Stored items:
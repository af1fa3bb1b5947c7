//! # CLI Layer
//!
//! The CLI layer is the **only** place in the workspace that:
//! - Knows about terminal I/O (stdout, stderr)
//! - Installs a `tracing` subscriber
//! - Handles argument parsing
//!
//! ## Responsibilities
//!
//! 1. **Argument Parsing**: Convert shell arguments into typed commands via clap
//! 2. **Context Setup**: Load configuration and open the store via `init::initialize`
//! 3. **Dispatch**: Route each command to the matching API call
//! 4. **Output**: Print the result as pretty JSON

use super::setup::{Cli, Commands};
use anyhow::{Context, Result};
use clap::Parser;
use serde::Serialize;
use serde_json::{json, Value};
use spectra_core::api::SpectraApi;
use spectra_core::config::SpectraConfig;
use spectra_core::init::{data_dir, initialize, load_config, resolve_database_path};
use spectra_core::model::{CampaignId, NewCampaign, NodeId, RecordId, SpectralNode};
use spectra_core::query::Query;
use std::path::{Path, PathBuf};
use tracing::debug;
use tracing_subscriber::EnvFilter;

pub fn run() -> Result<()> {
    let cli = Cli::parse();
    let cwd = std::env::current_dir().unwrap_or_else(|_| PathBuf::from("."));

    let config = load_config(&cwd);
    init_logging(&config, cli.verbose);

    // config does not need an open store
    if let Commands::Config = cli.command {
        return print_json(&config_report(&config, &cwd, cli.db.as_deref())?);
    }

    let mut ctx = initialize(&cwd, cli.db.clone()).context("failed to open the store")?;
    debug!(path = %ctx.database_path.display(), "store ready");
    dispatch(&mut ctx.api, cli.command)
}

/// `-v` wins, then `RUST_LOG`, then the configured filter.
fn init_logging(config: &SpectraConfig, verbose: bool) {
    let filter = if verbose {
        EnvFilter::new("debug")
    } else {
        EnvFilter::try_from_default_env().unwrap_or_else(|_| EnvFilter::new(&config.log_filter))
    };
    // stdout carries JSON only
    tracing_subscriber::fmt()
        .with_env_filter(filter)
        .with_writer(std::io::stderr)
        .init();
}

fn dispatch(api: &mut SpectraApi, command: Commands) -> Result<()> {
    match command {
        Commands::Attributes { category } => {
            let attributes = match category {
                Some(category) => api.attributes_in_category(&category)?,
                None => api.list_attributes()?,
            };
            print_json(&attributes)
        }
        Commands::Campaigns => print_json(&api.list_campaigns()?),
        Commands::CreateCampaign {
            name,
            path,
            description,
        } => {
            let mut campaign = NewCampaign::new(name);
            if let Some(path) = path {
                campaign = campaign.with_path(path);
            }
            if let Some(description) = description {
                campaign = campaign.with_description(description);
            }
            print_json(&api.insert_campaign(&campaign)?)
        }
        Commands::Mkpath { campaign, path } => {
            let node = api.ensure_path(CampaignId(campaign), &path)?;
            print_json(&json!({ "node_id": node, "path": api.node_path(node)? }))
        }
        Commands::Tree { campaign } => {
            let root = SpectralNode::Campaign(CampaignId(campaign));
            let campaign = api.get_campaign(CampaignId(campaign))?;
            let children = tree(api, root)?;
            print_json(&json!({
                "id": campaign.id,
                "name": campaign.name,
                "children": children,
            }))
        }
        Commands::Query { json, count } => {
            let query = Query::from_json(&json)?;
            if count {
                let n = api.execute_count(query.predicate.as_ref())?;
                print_json(&json!({ "count": n }))
            } else {
                print_json(&api.execute_query(&query)?)
            }
        }
        Commands::Conflicts { records, fields } => {
            let records: Vec<RecordId> = records.into_iter().map(RecordId).collect();
            let table = if fields.is_empty() {
                api.detect_all_conflicts(&records)?
            } else {
                api.detect_conflicts(&records, &fields)?
            };
            print_json(&table)
        }
        Commands::DeleteNode { id, privileged } => {
            print_json(&api.delete_node(NodeId(id), privileged)?)
        }
        Commands::DeleteCampaign { id, privileged } => {
            print_json(&api.delete_campaign(CampaignId(id), privileged)?)
        }
        // handled before the store is opened
        Commands::Config => Ok(()),
    }
}

/// Nested browse entries below `node`. Records are leaves.
fn tree(api: &SpectraApi, node: SpectralNode) -> Result<Vec<Value>> {
    let mut out = Vec::new();
    for entry in api.children(node)? {
        let mut value = serde_json::to_value(&entry)?;
        if let SpectralNode::Hierarchy(_) = entry.node {
            value["children"] = Value::Array(tree(api, entry.node)?);
        }
        out.push(value);
    }
    Ok(out)
}

fn config_report(config: &SpectraConfig, cwd: &Path, db: Option<&Path>) -> Result<Value> {
    let database_path = match db {
        Some(path) => resolve_database_path(path, cwd),
        None => resolve_database_path(Path::new(&config.database), &data_dir()?),
    };
    let mut report = serde_json::to_value(config)?;
    report["database_path"] = json!(database_path.display().to_string());
    Ok(report)
}

fn print_json<T: Serialize + ?Sized>(value: &T) -> Result<()> {
    println!("{}", serde_json::to_string_pretty(value)?);
    Ok(())
}

#[cfg(test)]
mod tests {
    use super::*;
    use spectra_core::store::Database;
    use std::sync::Arc;

    #[test]
    fn test_tree_nests_nodes_and_lists_records() {
        let mut api = SpectraApi::new(Arc::new(Database::open_in_memory().unwrap()));
        let campaign = api.insert_campaign(&NewCampaign::new("C")).unwrap();
        let leaf = api.ensure_path(campaign.id, "A/B").unwrap();
        api.insert_record(&spectra_core::model::NewRecord::new(leaf).with_measurement_ref("s1"))
            .unwrap();

        let tree = tree(&api, SpectralNode::Campaign(campaign.id)).unwrap();
        assert_eq!(tree.len(), 1);
        assert_eq!(tree[0]["name"], "A");
        let b = &tree[0]["children"][0];
        assert_eq!(b["name"], "B");
        assert_eq!(b["children"][0]["name"], "s1");
        assert_eq!(b["children"][0]["node"]["kind"], "record");
    }

    #[test]
    fn test_config_report_prefers_explicit_db() {
        let config = SpectraConfig::default();
        let report = config_report(&config, Path::new("/work"), Some(Path::new("x.db"))).unwrap();
        assert_eq!(report["database_path"], "/work/x.db");
        assert_eq!(report["journal_mode"], "WAL");
    }
}
//! # Predicate Trees
//!
//! A query selects records with a boolean tree of conditions. Leaves compare a
//! [`Field`] with an [`Operand`]; inner nodes combine children with AND / OR.
//!
//! Fields are either **structural** (columns of the record table, no join needed) or
//! **attributes** (EAV values, one join per distinct attribute). See
//! [`compiler`] for how a tree becomes SQL.
//!
//! ## Building Queries
//!
//! ```ignore
//! let query = Query::new(Predicate::and(vec![
//!     Predicate::eq(Field::attr("species"), AttrValue::text("oak")),
//!     Predicate::compare(Field::attr("height"), Op::Gt, AttrValue::integer(10)),
//! ]))
//! .order_by(Field::attr("height"));
//! ```
//!
//! ## JSON Form
//!
//! Every type here is serde (de)serializable, so callers can ship trees as JSON:
//!
//! ```json
//! {
//!   "predicate": {"or": [
//!     {"condition": {"field": {"attribute": "species"}, "op": "eq",
//!                    "operand": {"kind": "text", "value": "oak"}}},
//!     {"condition": {"field": {"structural": "node_id"}, "op": "in",
//!                    "operand": [{"kind": "integer", "value": 4}]}}
//!   ]},
//!   "order_by": {"structural": "record_id"}
//! }
//! ```

pub mod compiler;

use crate::attributes::{AttrValue, ValueKind};
use crate::error::{Result, SpectraError};
use serde::{Deserialize, Serialize};
use std::fmt;
use std::str::FromStr;

pub use compiler::{compile, CompiledQuery, Shape};

/// Columns of the record table that can be queried without a join.
#[derive(Debug, Clone, Copy, PartialEq, Eq, Hash, Serialize, Deserialize)]
#[serde(rename_all = "snake_case")]
pub enum StructuralField {
    RecordId,
    NodeId,
    CampaignId,
    OwnerId,
    CalibrationId,
    MeasurementRef,
    CreatedAt,
}

impl StructuralField {
    pub const ALL: [StructuralField; 7] = [
        StructuralField::RecordId,
        StructuralField::NodeId,
        StructuralField::CampaignId,
        StructuralField::OwnerId,
        StructuralField::CalibrationId,
        StructuralField::MeasurementRef,
        StructuralField::CreatedAt,
    ];

    /// Column name in the record table. Also the field's public name.
    pub fn column(self) -> &'static str {
        match self {
            StructuralField::RecordId => "record_id",
            StructuralField::NodeId => "node_id",
            StructuralField::CampaignId => "campaign_id",
            StructuralField::OwnerId => "owner_id",
            StructuralField::CalibrationId => "calibration_id",
            StructuralField::MeasurementRef => "measurement_ref",
            StructuralField::CreatedAt => "created_at",
        }
    }

    /// The value kind operands for this field must have.
    pub fn kind(self) -> ValueKind {
        match self {
            StructuralField::MeasurementRef => ValueKind::Text,
            StructuralField::CreatedAt => ValueKind::DateTime,
            _ => ValueKind::Integer,
        }
    }
}

impl FromStr for StructuralField {
    type Err = String;

    fn from_str(s: &str) -> std::result::Result<Self, Self::Err> {
        StructuralField::ALL
            .iter()
            .copied()
            .find(|f| f.column() == s)
            .ok_or_else(|| format!("unknown structural field '{}'", s))
    }
}

/// A field reference: a record column or an attribute by name.
#[derive(Debug, Clone, PartialEq, Eq, Hash, Serialize, Deserialize)]
#[serde(rename_all = "snake_case")]
pub enum Field {
    Structural(StructuralField),
    Attribute(String),
}

impl Field {
    pub fn attr(name: impl Into<String>) -> Self {
        Field::Attribute(name.into())
    }

    /// Interpret a bare name: structural column names win, anything else is an attribute.
    pub fn parse(name: &str) -> Self {
        match name.parse::<StructuralField>() {
            Ok(field) => Field::Structural(field),
            Err(_) => Field::Attribute(name.to_string()),
        }
    }

    pub fn name(&self) -> &str {
        match self {
            Field::Structural(f) => f.column(),
            Field::Attribute(name) => name,
        }
    }
}

impl Default for Field {
    fn default() -> Self {
        Field::Structural(StructuralField::RecordId)
    }
}

impl From<StructuralField> for Field {
    fn from(field: StructuralField) -> Self {
        Field::Structural(field)
    }
}

impl fmt::Display for Field {
    fn fmt(&self, f: &mut fmt::Formatter<'_>) -> fmt::Result {
        f.write_str(self.name())
    }
}

#[derive(Debug, Clone, Copy, PartialEq, Eq, Hash, Serialize, Deserialize)]
#[serde(rename_all = "snake_case")]
pub enum Op {
    Eq,
    Ne,
    Lt,
    Le,
    Gt,
    Ge,
    /// Membership in an explicit list.
    In,
    /// SQL `LIKE` pattern (`%`, `_`), text only. ASCII case-insensitive.
    Like,
}

impl Op {
    pub fn is_ordering(self) -> bool {
        matches!(self, Op::Lt | Op::Le | Op::Gt | Op::Ge)
    }

    pub(crate) fn sql(self) -> &'static str {
        match self {
            Op::Eq => "=",
            Op::Ne => "<>",
            Op::Lt => "<",
            Op::Le => "<=",
            Op::Gt => ">",
            Op::Ge => ">=",
            Op::In => "IN",
            Op::Like => "LIKE",
        }
    }
}

impl fmt::Display for Op {
    fn fmt(&self, f: &mut fmt::Formatter<'_>) -> fmt::Result {
        let name = match self {
            Op::Eq => "eq",
            Op::Ne => "ne",
            Op::Lt => "lt",
            Op::Le => "le",
            Op::Gt => "gt",
            Op::Ge => "ge",
            Op::In => "in",
            Op::Like => "like",
        };
        f.write_str(name)
    }
}

#[derive(Debug, Clone, PartialEq, Serialize, Deserialize)]
#[serde(untagged)]
pub enum Operand {
    Value(AttrValue),
    List(Vec<AttrValue>),
}

impl From<AttrValue> for Operand {
    fn from(value: AttrValue) -> Self {
        Operand::Value(value)
    }
}

impl From<Vec<AttrValue>> for Operand {
    fn from(values: Vec<AttrValue>) -> Self {
        Operand::List(values)
    }
}

#[derive(Debug, Clone, PartialEq, Serialize, Deserialize)]
#[serde(rename_all = "snake_case")]
pub enum Predicate {
    Condition {
        field: Field,
        op: Op,
        operand: Operand,
    },
    /// True when every child is true. Empty is true.
    And(Vec<Predicate>),
    /// True when any child is true. Empty is false.
    Or(Vec<Predicate>),
}

impl Predicate {
    pub fn compare(field: impl Into<Field>, op: Op, operand: impl Into<Operand>) -> Self {
        Predicate::Condition {
            field: field.into(),
            op,
            operand: operand.into(),
        }
    }

    pub fn eq(field: impl Into<Field>, value: AttrValue) -> Self {
        Self::compare(field, Op::Eq, value)
    }

    pub fn ne(field: impl Into<Field>, value: AttrValue) -> Self {
        Self::compare(field, Op::Ne, value)
    }

    pub fn like(field: impl Into<Field>, pattern: impl Into<String>) -> Self {
        Self::compare(field, Op::Like, AttrValue::text(pattern))
    }

    pub fn is_in(field: impl Into<Field>, values: Vec<AttrValue>) -> Self {
        Self::compare(field, Op::In, values)
    }

    /// Restrict to an explicit set of records.
    pub fn records_in(ids: impl IntoIterator<Item = crate::model::RecordId>) -> Self {
        Self::is_in(
            StructuralField::RecordId,
            ids.into_iter().map(|id| AttrValue::integer(id.0)).collect(),
        )
    }

    pub fn and(children: Vec<Predicate>) -> Self {
        Predicate::And(children)
    }

    pub fn or(children: Vec<Predicate>) -> Self {
        Predicate::Or(children)
    }
}

/// A predicate tree plus ordering. `predicate: None` selects every visible record.
#[derive(Debug, Clone, PartialEq, Default, Serialize, Deserialize)]
pub struct Query {
    #[serde(default)]
    pub predicate: Option<Predicate>,
    #[serde(default)]
    pub order_by: Field,
    #[serde(default)]
    pub descending: bool,
}

impl Query {
    pub fn new(predicate: Predicate) -> Self {
        Self {
            predicate: Some(predicate),
            ..Default::default()
        }
    }

    pub fn all() -> Self {
        Self::default()
    }

    pub fn order_by(mut self, field: impl Into<Field>) -> Self {
        self.order_by = field.into();
        self
    }

    pub fn descending(mut self) -> Self {
        self.descending = true;
        self
    }

    /// Parse a query from its JSON form.
    pub fn from_json(raw: &str) -> Result<Self> {
        serde_json::from_str(raw).map_err(|e| SpectraError::InvalidPredicate(e.to_string()))
    }
}

#[cfg(test)]
mod tests {
    use super::*;

    #[test]
    fn parse_prefers_structural_names() {
        assert_eq!(
            Field::parse("node_id"),
            Field::Structural(StructuralField::NodeId)
        );
        assert_eq!(Field::parse("species"), Field::attr("species"));
    }

    #[test]
    fn query_parses_from_json() {
        let raw = r#"{
            "predicate": {"or": [
                {"condition": {"field": {"attribute": "species"}, "op": "eq",
                               "operand": {"kind": "text", "value": "oak"}}},
                {"condition": {"field": {"structural": "node_id"}, "op": "in",
                               "operand": [{"kind": "integer", "value": 4}]}}
            ]}
        }"#;
        let query = Query::from_json(raw).unwrap();
        assert_eq!(
            query.predicate,
            Some(Predicate::or(vec![
                Predicate::eq(Field::attr("species"), AttrValue::text("oak")),
                Predicate::is_in(StructuralField::NodeId, vec![AttrValue::integer(4)]),
            ]))
        );
        assert_eq!(query.order_by, Field::Structural(StructuralField::RecordId));
        assert!(!query.descending);
    }

    #[test]
    fn malformed_json_is_an_invalid_predicate() {
        let err = Query::from_json(r#"{"predicate": {"xor": []}}"#).unwrap_err();
        assert!(matches!(err, SpectraError::InvalidPredicate(_)));
    }

    #[test]
    fn structural_kinds() {
        assert_eq!(StructuralField::NodeId.kind(), ValueKind::Integer);
        assert_eq!(StructuralField::MeasurementRef.kind(), ValueKind::Text);
        assert_eq!(StructuralField::CreatedAt.kind(), ValueKind::DateTime);
    }
}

● TASK GOAL: Transcribe, exactly as written, all lines of the entries above from the first to the one containing "use spectra_core::config::SpectraConfig;", and no more.

● EXERCISE SOLUTION:
repository af1fa3bb1b5947c7
//! # CLI Layer
//!
//! The CLI layer is the **only** place in the workspace that:
//! - Knows about terminal I/O (stdout, stderr)
//! - Installs a `tracing` subscriber
//! - Handles argument parsing
//!
//! ## Responsibilities
//!
//! 1. **Argument Parsing**: Convert shell arguments into typed commands via clap
//! 2. **Context Setup**: Load configuration and open the store via `init::initialize`
//! 3. **Dispatch**: Route each command to the matching API call
//! 4. **Output**: Print the result as pretty JSON

use super::setup::{Cli, Commands};
use anyhow::{Context, Result};
use clap::Parser;
use serde::Serialize;
use serde_json::{json, Value};
use spectra_core::api::SpectraApi;
use spectra_core::config::SpectraConfig;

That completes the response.